-- BRIEF --
Below are the records; copy out every line that holds the word "inner".

*** Opening THE DATA ***

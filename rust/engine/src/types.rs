use std::fmt;
use std::str::FromStr;

use serde::{Deserialize, Serialize};
use serde_json::Value;

use crate::error::{EngineError, EngineResult};

/// The built-in check types recognized by the engine.
///
/// Each variant corresponds to a provider registered in the default
/// [`ProviderRegistry`](crate::provider::ProviderRegistry). The `Display`
/// implementation produces the canonical lowercase string, and
/// `PartialEq<str>` allows ergonomic comparison with type strings from
/// configuration documents.
#[derive(Debug, Clone, Copy, PartialEq, Eq, Hash, Serialize, Deserialize)]
#[serde(rename_all = "lowercase")]
pub enum CheckType {
    Ai,
    Command,
    Http,
    Script,
    Memory,
    Workflow,
    Noop,
}

impl CheckType {
    /// All known check types.
    pub const ALL: &[CheckType] = &[
        Self::Ai,
        Self::Command,
        Self::Http,
        Self::Script,
        Self::Memory,
        Self::Workflow,
        Self::Noop,
    ];

    /// Return the canonical string representation.
    #[must_use]
    pub const fn as_str(self) -> &'static str {
        match self {
            Self::Ai => "ai",
            Self::Command => "command",
            Self::Http => "http",
            Self::Script => "script",
            Self::Memory => "memory",
            Self::Workflow => "workflow",
            Self::Noop => "noop",
        }
    }
}

impl fmt::Display for CheckType {
    fn fmt(&self, f: &mut fmt::Formatter<'_>) -> fmt::Result {
        f.write_str(self.as_str())
    }
}

impl FromStr for CheckType {
    type Err = EngineError;

    fn from_str(s: &str) -> Result<Self, Self::Err> {
        match s {
            "ai" => Ok(Self::Ai),
            "command" => Ok(Self::Command),
            "http" => Ok(Self::Http),
            "script" => Ok(Self::Script),
            "memory" => Ok(Self::Memory),
            "workflow" => Ok(Self::Workflow),
            "noop" => Ok(Self::Noop),
            other => Err(EngineError::InvalidConfig {
                reason: format!("unknown check type: {other}"),
            }),
        }
    }
}

impl PartialEq<str> for CheckType {
    fn eq(&self, other: &str) -> bool {
        self.as_str() == other
    }
}

impl PartialEq<&str> for CheckType {
    fn eq(&self, other: &&str) -> bool {
        self.as_str() == *other
    }
}

/// The final status of one check execution.
#[derive(Debug, Clone, Copy, PartialEq, Eq, Hash, Serialize, Deserialize)]
#[serde(rename_all = "snake_case")]
pub enum CheckStatus {
    /// The execution completed successfully.
    Success,
    /// The execution failed (provider error or `fail_if` predicate).
    Failed,
    /// The execution was skipped before the provider ran.
    Skipped,
}

impl CheckStatus {
    /// Whether this status represents a successful outcome.
    #[must_use]
    pub fn is_success(self) -> bool {
        matches!(self, Self::Success)
    }

    /// Return the `snake_case` string matching serde serialization.
    #[must_use]
    pub fn as_str(self) -> &'static str {
        match self {
            Self::Success => "success",
            Self::Failed => "failed",
            Self::Skipped => "skipped",
        }
    }
}

/// Why a check execution was skipped.
#[derive(Debug, Clone, Copy, PartialEq, Eq, Hash, Serialize, Deserialize)]
#[serde(rename_all = "snake_case")]
pub enum SkipReason {
    /// The `if` guard evaluated to false. The only reason eligible for
    /// a later wave-retry.
    IfCondition,
    /// A dependency produced no visible successful entry.
    DependencyFailed,
    /// The check's triggers did not include the current event.
    TriggerMismatch,
    /// The check was excluded by run-level tag filters.
    TagFilter,
    /// The nested workflow depth limit was reached.
    DepthLimit,
    /// The routing loop counter for this check reached its limit.
    RoutingLoopLimit,
}

impl SkipReason {
    /// Return the `snake_case` string matching serde serialization.
    #[must_use]
    pub fn as_str(self) -> &'static str {
        match self {
            Self::IfCondition => "if_condition",
            Self::DependencyFailed => "dependency_failed",
            Self::TriggerMismatch => "trigger_mismatch",
            Self::TagFilter => "tag_filter",
            Self::DepthLimit => "depth_limit",
            Self::RoutingLoopLimit => "routing_loop_limit",
        }
    }
}

/// Severity of a reported issue.
///
/// Ordered from least to most severe so that `Ord` comparisons can be
/// used for thresholds.
#[derive(
    Debug, Clone, Copy, PartialEq, Eq, Hash, PartialOrd, Ord, Serialize, Deserialize, Default,
)]
#[serde(rename_all = "lowercase")]
pub enum Severity {
    Info,
    Warning,
    #[default]
    Error,
    Critical,
}

impl Severity {
    /// Return the lowercase string representation.
    #[must_use]
    pub fn as_str(self) -> &'static str {
        match self {
            Self::Info => "info",
            Self::Warning => "warning",
            Self::Error => "error",
            Self::Critical => "critical",
        }
    }
}

impl FromStr for Severity {
    type Err = EngineError;

    fn from_str(s: &str) -> Result<Self, Self::Err> {
        match s {
            "info" => Ok(Self::Info),
            "warning" => Ok(Self::Warning),
            "error" => Ok(Self::Error),
            "critical" => Ok(Self::Critical),
            other => Err(EngineError::InvalidConfig {
                reason: format!("unknown severity: {other}"),
            }),
        }
    }
}

/// A structured issue reported by a provider inside its output value.
#[derive(Debug, Clone, PartialEq, Serialize, Deserialize)]
pub struct Issue {
    /// The file the issue refers to, if any.
    #[serde(default, skip_serializing_if = "Option::is_none")]
    pub file: Option<String>,

    /// The 1-based line number, if any.
    #[serde(default, skip_serializing_if = "Option::is_none")]
    pub line: Option<u64>,

    /// The severity of the issue.
    #[serde(default)]
    pub severity: Severity,

    /// Human-readable description.
    pub message: String,

    /// Optional rule identifier for suppression and grouping.
    #[serde(default, skip_serializing_if = "Option::is_none")]
    pub rule: Option<String>,

    /// Whether the issue was suppressed at its source (e.g. by an
    /// inline disable comment). Suppressed issues stay in the journal
    /// but are filtered from results when suppression is enabled.
    #[serde(default)]
    pub suppressed: bool,
}

/// Extract structured issues from a provider output value.
///
/// Providers report issues as an `issues` array inside their output
/// object. Malformed elements are ignored rather than failing the
/// extraction, since output values are opaque to the engine.
#[must_use]
pub fn issues_from_value(value: &Value) -> Vec<Issue> {
    value
        .get("issues")
        .and_then(Value::as_array)
        .map(|items| {
            items
                .iter()
                .filter_map(|item| serde_json::from_value(item.clone()).ok())
                .collect()
        })
        .unwrap_or_default()
}

/// Per-severity issue counts exposed to expressions as `metadata`.
#[derive(Debug, Clone, Copy, PartialEq, Eq, Default, Serialize, Deserialize)]
pub struct IssueCounts {
    pub info: usize,
    pub warning: usize,
    pub error: usize,
    pub critical: usize,
    pub total: usize,
}

impl IssueCounts {
    /// Count issues by severity, excluding suppressed ones.
    #[must_use]
    pub fn tally(issues: &[Issue]) -> Self {
        let mut counts = Self::default();
        for issue in issues.iter().filter(|issue| !issue.suppressed) {
            match issue.severity {
                Severity::Info => counts.info += 1,
                Severity::Warning => counts.warning += 1,
                Severity::Error => counts.error += 1,
                Severity::Critical => counts.critical += 1,
            }
            counts.total += 1;
        }
        counts
    }

    /// The count for a single severity.
    #[must_use]
    pub fn for_severity(&self, severity: Severity) -> usize {
        match severity {
            Severity::Info => self.info,
            Severity::Warning => self.warning,
            Severity::Error => self.error,
            Severity::Critical => self.critical,
        }
    }
}

/// Pull request (or issue) context threaded into providers and
/// expressions.
///
/// All fields are optional so that runs outside a PR context (e.g.
/// manual invocations) work with an empty default.
#[derive(Debug, Clone, PartialEq, Default, Serialize, Deserialize)]
pub struct PrInfo {
    /// PR number, if the run is attached to one.
    #[serde(default, skip_serializing_if = "Option::is_none")]
    pub number: Option<u64>,

    /// PR title.
    #[serde(default)]
    pub title: String,

    /// PR body / description.
    #[serde(default)]
    pub body: String,

    /// Author login.
    #[serde(default)]
    pub author: String,

    /// Author association with the repository (`OWNER`, `MEMBER`,
    /// `COLLABORATOR`, `CONTRIBUTOR`, ...). Drives the permission
    /// helpers in expressions.
    #[serde(default)]
    pub author_association: String,

    /// Repository permission level of the author (`read`, `triage`,
    /// `write`, `maintain`, `admin`), when known.
    #[serde(default, skip_serializing_if = "Option::is_none")]
    pub author_permission: Option<String>,

    /// Head branch name.
    #[serde(default)]
    pub head_branch: String,

    /// Base branch name.
    #[serde(default)]
    pub base_branch: String,

    /// Paths of files changed in the PR, used by `hasFileMatching`.
    #[serde(default)]
    pub files: Vec<String>,
}

impl PrInfo {
    /// Whether the author owns the repository.
    #[must_use]
    pub fn is_owner(&self) -> bool {
        self.author_association.eq_ignore_ascii_case("OWNER")
    }

    /// Whether the author is an owner, member, or collaborator.
    #[must_use]
    pub fn is_member(&self) -> bool {
        ["OWNER", "MEMBER", "COLLABORATOR"]
            .iter()
            .any(|assoc| self.author_association.eq_ignore_ascii_case(assoc))
    }

    /// Whether the author's permission level is at least `level`.
    ///
    /// Unknown permission levels (on either side) compare as false.
    #[must_use]
    pub fn has_min_permission(&self, level: &str) -> bool {
        const ORDER: &[&str] = &["read", "triage", "write", "maintain", "admin"];
        let rank = |s: &str| ORDER.iter().position(|p| s.eq_ignore_ascii_case(p));
        match (self.author_permission.as_deref().and_then(rank), rank(level)) {
            (Some(have), Some(want)) => have >= want,
            _ => false,
        }
    }
}

/// A duration parsed from configuration strings like `"250ms"`, `"15m"`, `"2h"`.
///
/// Wraps [`std::time::Duration`] with config-compatible parsing and display.
#[derive(Debug, Clone, Copy, PartialEq, Eq, Hash)]
pub struct Duration(std::time::Duration);

impl Duration {
    /// Parse a duration from a configuration string.
    ///
    /// Supported suffixes: `ms` (milliseconds), `s` (seconds), `m` (minutes),
    /// `h` (hours), `d` (days).
    ///
    /// # Errors
    ///
    /// Returns [`EngineError::InvalidConfig`] if the string cannot be parsed.
    pub fn from_config_str(s: &str) -> EngineResult<Self> {
        let (value, unit) = if let Some(rest) = s.strip_suffix("ms") {
            (rest, "ms")
        } else if let Some(rest) = s.strip_suffix('s') {
            (rest, "s")
        } else if let Some(rest) = s.strip_suffix('m') {
            (rest, "m")
        } else if let Some(rest) = s.strip_suffix('h') {
            (rest, "h")
        } else if let Some(rest) = s.strip_suffix('d') {
            (rest, "d")
        } else {
            return Err(EngineError::InvalidConfig {
                reason: format!("invalid duration string: {s}"),
            });
        };

        let n: u64 = value.parse().map_err(|_| EngineError::InvalidConfig {
            reason: format!("invalid duration number: {s}"),
        })?;

        let millis = match unit {
            "ms" => Some(n),
            "s" => n.checked_mul(1_000),
            "m" => n.checked_mul(60_000),
            "h" => n.checked_mul(3_600_000),
            "d" => n.checked_mul(86_400_000),
            _ => unreachable!(),
        };

        let millis = millis.ok_or_else(|| EngineError::InvalidConfig {
            reason: format!("duration overflow: {s}"),
        })?;

        Ok(Self(std::time::Duration::from_millis(millis)))
    }

    /// A duration of the given number of milliseconds.
    #[must_use]
    pub const fn from_millis(millis: u64) -> Self {
        Self(std::time::Duration::from_millis(millis))
    }

    /// Return the inner [`std::time::Duration`].
    #[must_use]
    pub fn inner(self) -> std::time::Duration {
        self.0
    }
}

impl fmt::Display for Duration {
    fn fmt(&self, f: &mut fmt::Formatter<'_>) -> fmt::Result {
        let ms = self.0.as_millis();
        if ms == 0 {
            return f.write_str("0ms");
        }

        let ms_u64 = u64::try_from(ms).unwrap_or(u64::MAX);

        if ms_u64 % 86_400_000 == 0 {
            write!(f, "{}d", ms_u64 / 86_400_000)
        } else if ms_u64 % 3_600_000 == 0 {
            write!(f, "{}h", ms_u64 / 3_600_000)
        } else if ms_u64 % 60_000 == 0 {
            write!(f, "{}m", ms_u64 / 60_000)
        } else if ms_u64 % 1_000 == 0 {
            write!(f, "{}s", ms_u64 / 1_000)
        } else {
            write!(f, "{ms_u64}ms")
        }
    }
}

impl Serialize for Duration {
    fn serialize<S: serde::Serializer>(&self, serializer: S) -> Result<S::Ok, S::Error> {
        serializer.serialize_str(&self.to_string())
    }
}

impl<'de> Deserialize<'de> for Duration {
    fn deserialize<D: serde::Deserializer<'de>>(deserializer: D) -> Result<Self, D::Error> {
        let s = String::deserialize(deserializer)?;
        Self::from_config_str(&s).map_err(serde::de::Error::custom)
    }
}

*** Closing THE DATA ***

-- ANSWER AREA --
    /// Return the inner [`std::time::Duration`].
    pub fn inner(self) -> std::time::Duration {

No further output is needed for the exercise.